Adrian Clayborn shelves retirement talk, happy to join Patriots

FOXBOROUGH, Mass. – Veteran defensive end Adrian Clayborn, who signed a two-year contract with a base value of $10 million as the New England Patriots top free agent this offseason, has persevered through multiple injuries over his career.

As he detailed in a Players Tribune piece in January, he had a torn ACL, MCL and meniscus in 2012, a torn right bicep in 2014, a torn MCL and meniscus in 2016, and then a torn left bicep in the playoffs after the 2016 regular season.

Facing another challenging rehabilitation with his left bicep, Clayborn thought about retirement at that point.
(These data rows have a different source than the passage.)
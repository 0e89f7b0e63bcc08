//! Scriptable host for tests and dry runs.
//!
//! [`MockHost`] answers every [`Host`] query from configured values and
//! records executed tasks instead of spawning anything. Execution can be
//! told to fail to exercise error paths.

use async_trait::async_trait;
use parking_lot::Mutex;

use crate::error::{Error, Result};
use crate::types::platform::Platform;
use crate::types::settings::WorkspaceSettings;
use crate::types::task::Task;

use super::{ActiveDocument, Host};

/// A host whose answers are entirely configured by the test.
///
/// # Examples
///
/// ```
/// use povray_tasks::host::mock::MockHost;
/// use povray_tasks::types::platform::Platform;
///
/// let host = MockHost::new()
///     .with_platform(Platform::Linux)
///     .with_active_document("/scenes/teapot.pov");
///
/// assert!(host.executed_tasks().is_empty());
/// ```
#[derive(Debug, Default)]
pub struct MockHost {
    settings: WorkspaceSettings,
    active_document: Option<ActiveDocument>,
    platform: Platform,
    fail_execution: bool,
    executed: Mutex<Vec<Task>>,
}

impl MockHost {
    /// Creates a host with default settings, no active document, and the
    /// current platform.
    pub fn new() -> Self {
        Self::default()
    }

    /// Sets the workspace settings snapshot.
    pub fn with_settings(mut self, settings: WorkspaceSettings) -> Self {
        self.settings = settings;
        self
    }

    /// Sets the reported platform.
    pub fn with_platform(mut self, platform: Platform) -> Self {
        self.platform = platform;
        self
    }

    /// Sets the active document.
    pub fn with_active_document(mut self, file_name: impl Into<String>) -> Self {
        self.active_document = Some(ActiveDocument::new(file_name));
        self
    }

    /// Makes every `execute_task` call fail with an execution error.
    pub fn with_failing_execution(mut self) -> Self {
        self.fail_execution = true;
        self
    }

    /// The tasks executed so far, in order.
    pub fn executed_tasks(&self) -> Vec<Task> {
        self.executed.lock().clone()
    }
}

#[async_trait]
impl Host for MockHost {
    fn platform(&self) -> Platform {
        self.platform
    }

    fn configuration(&self) -> WorkspaceSettings {
        self.settings.clone()
    }

    fn active_document(&self) -> Option<ActiveDocument> {
        self.active_document.clone()
    }

    async fn execute_task(&self, task: &Task) -> Result<()> {
        if self.fail_execution {
            return Err(Error::execution(format!(
                "mock host refused to run {}",
                task.name
            )));
        }
        self.executed.lock().push(task.clone());
        Ok(())
    }
}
“Ultimately I just prayed about it, with my wife, my family, and talking to my agent [Blake Baratz], and just coming to the decision that I wanted to play. I’m glad I made that decision to come back,” Clayborn said in an introductory conference call with Patriots reporters on Wednesday. “Getting over that hump was a big one, dealing with my fourth injury, but I’m trying to play as long as I can. As long as this body lets me.”
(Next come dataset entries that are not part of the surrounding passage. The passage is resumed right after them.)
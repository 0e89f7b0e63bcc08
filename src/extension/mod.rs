//! Provider/command registries and activation.
//!
//! This module models the slice of a host's task subsystem the
//! integration touches: providers registered by task type, commands
//! registered by id, and the fetch-then-execute pipeline a command
//! handler runs through. The host-driven callbacks are two narrow
//! traits -- [`TaskProvider`] and [`CommandHandler`] -- and the
//! [`Extension`] registry wires them to whatever [`Host`] is in play.
//!
//! [`activate`] is the one-call entry point that performs the two
//! POV-Ray registrations: the render task provider under `povray` and
//! the render command under `povray.render`.

use async_trait::async_trait;

use crate::commands::RenderSceneCommand;
use crate::error::Result;
use crate::host::Host;
use crate::provider::RenderTaskProvider;
use crate::types::task::{Task, TaskDefinition, POVRAY_TASK_TYPE, RENDER_COMMAND_ID};

pub mod builder;
pub mod core;

pub use self::builder::ExtensionBuilder;
pub use self::core::Extension;

/// Supplies buildable tasks on demand.
///
/// The host (here, [`Extension`]) queries providers when tasks are
/// enumerated; providers read host state through the `Host` reference
/// they are handed and never hold state of their own between calls.
#[async_trait]
pub trait TaskProvider: Send + Sync {
    /// Describes the tasks currently available from this provider.
    async fn provide_tasks(&self, host: &dyn Host) -> Result<Vec<Task>>;

    /// Fills in a host-recalled task. The default is pass-through.
    async fn resolve_task(&self, task: Task, _host: &dyn Host) -> Result<Task> {
        Ok(task)
    }
}

/// Handles an externally invoked command.
#[async_trait]
pub trait CommandHandler: Send + Sync {
    /// Runs the command against the given context.
    async fn handle(&self, ctx: CommandContext<'_>) -> Result<CommandOutcome>;
}

/// What invoking a command did.
///
/// A failed task lookup is an outcome, not an error: the host may simply
/// not have the task registered yet. Callers that want to surface it can
/// match on [`CommandOutcome::NotFound`].
#[derive(Debug, Clone, PartialEq, Eq)]
pub enum CommandOutcome {
    /// A matching task was found and handed to the host for execution.
    Executed {
        /// Name of the executed task.
        task_name: String,
    },
    /// No registered task matched the lookup predicate; nothing ran.
    NotFound,
}

/// The two-step pipeline a command handler works with: enumerate
/// candidate tasks, then execute one.
#[derive(Clone, Copy)]
pub struct CommandContext<'a> {
    extension: &'a Extension,
    host: &'a dyn Host,
}

impl<'a> CommandContext<'a> {
    pub(crate) fn new(extension: &'a Extension, host: &'a dyn Host) -> Self {
        Self { extension, host }
    }

    /// The host the command was invoked against.
    pub fn host(&self) -> &'a dyn Host {
        self.host
    }

    /// Fetches the tasks matching a definition by querying the provider
    /// registered for its type.
    pub async fn fetch_tasks(&self, definition: &TaskDefinition) -> Result<Vec<Task>> {
        self.extension
            .provide_tasks(&definition.task_type, self.host)
            .await
    }

    /// Hands a task to the host for execution.
    pub async fn execute(&self, task: &Task) -> Result<()> {
        self.host.execute_task(task).await
    }
}

impl std::fmt::Debug for CommandContext<'_> {
    fn fmt(&self, f: &mut std::fmt::Formatter<'_>) -> std::fmt::Result {
        f.debug_struct("CommandContext").finish_non_exhaustive()
    }
}

/// Builds the POV-Ray extension: one render task provider and one render
/// command, the same registrations the editor activation performs.
///
/// # Errors
///
/// Propagates [`Error::Validation`](crate::Error::Validation) from the
/// builder; with the fixed registrations used here that does not happen
/// in practice.
///
/// # Examples
///
/// ```
/// let extension = povray_tasks::activate().unwrap();
/// assert!(extension.has_command(povray_tasks::RENDER_COMMAND_ID));
/// ```
pub fn activate() -> Result<Extension> {
    ExtensionBuilder::new()
        .name("povray")
        .version(env!("CARGO_PKG_VERSION"))
        .task_provider(POVRAY_TASK_TYPE, RenderTaskProvider::new())
        .command(RENDER_COMMAND_ID, RenderSceneCommand::new())
        .build()
}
Clayborn, who turns 30 on July 6, said that in discussions with Patriots coaches he liked what he heard from them in terms of his possible role.

“It just kind of brings me back to my Iowa days where you have to work for what you get. I’m all for that,” he said. “I know I can rush the passer and set the edge in the running game. There are a couple different positions they believe I can play and it’s up to me to prove I can play them.”

The 6-foot-3, 280-pound Clayborn, who entered the NFL as a first-round draft choice of the Buccaneers in 2011, described his playing style as “aggressive, hard-nosed” and added, “I like to play every play like it’s my last.”

Clayborn was mostly utilized as a sub rusher last season with the Falcons – where he said he appreciates what he learned from head coach Dan Quinn – and believes he could take on an expanded role if asked.

“That’s what people have pigeonholed me in – a third-down player. But I know I can play first, second, third down if need be,” he said.

Of overcoming personal adversity, such as Erb’s Palsy and losing a brother at a young age, Clayborn said, “You take the blows when they come and throw a couple back at times. Just learn to fight and scrap and keep going.”

While a string of injuries could have grounded him, he has done just that.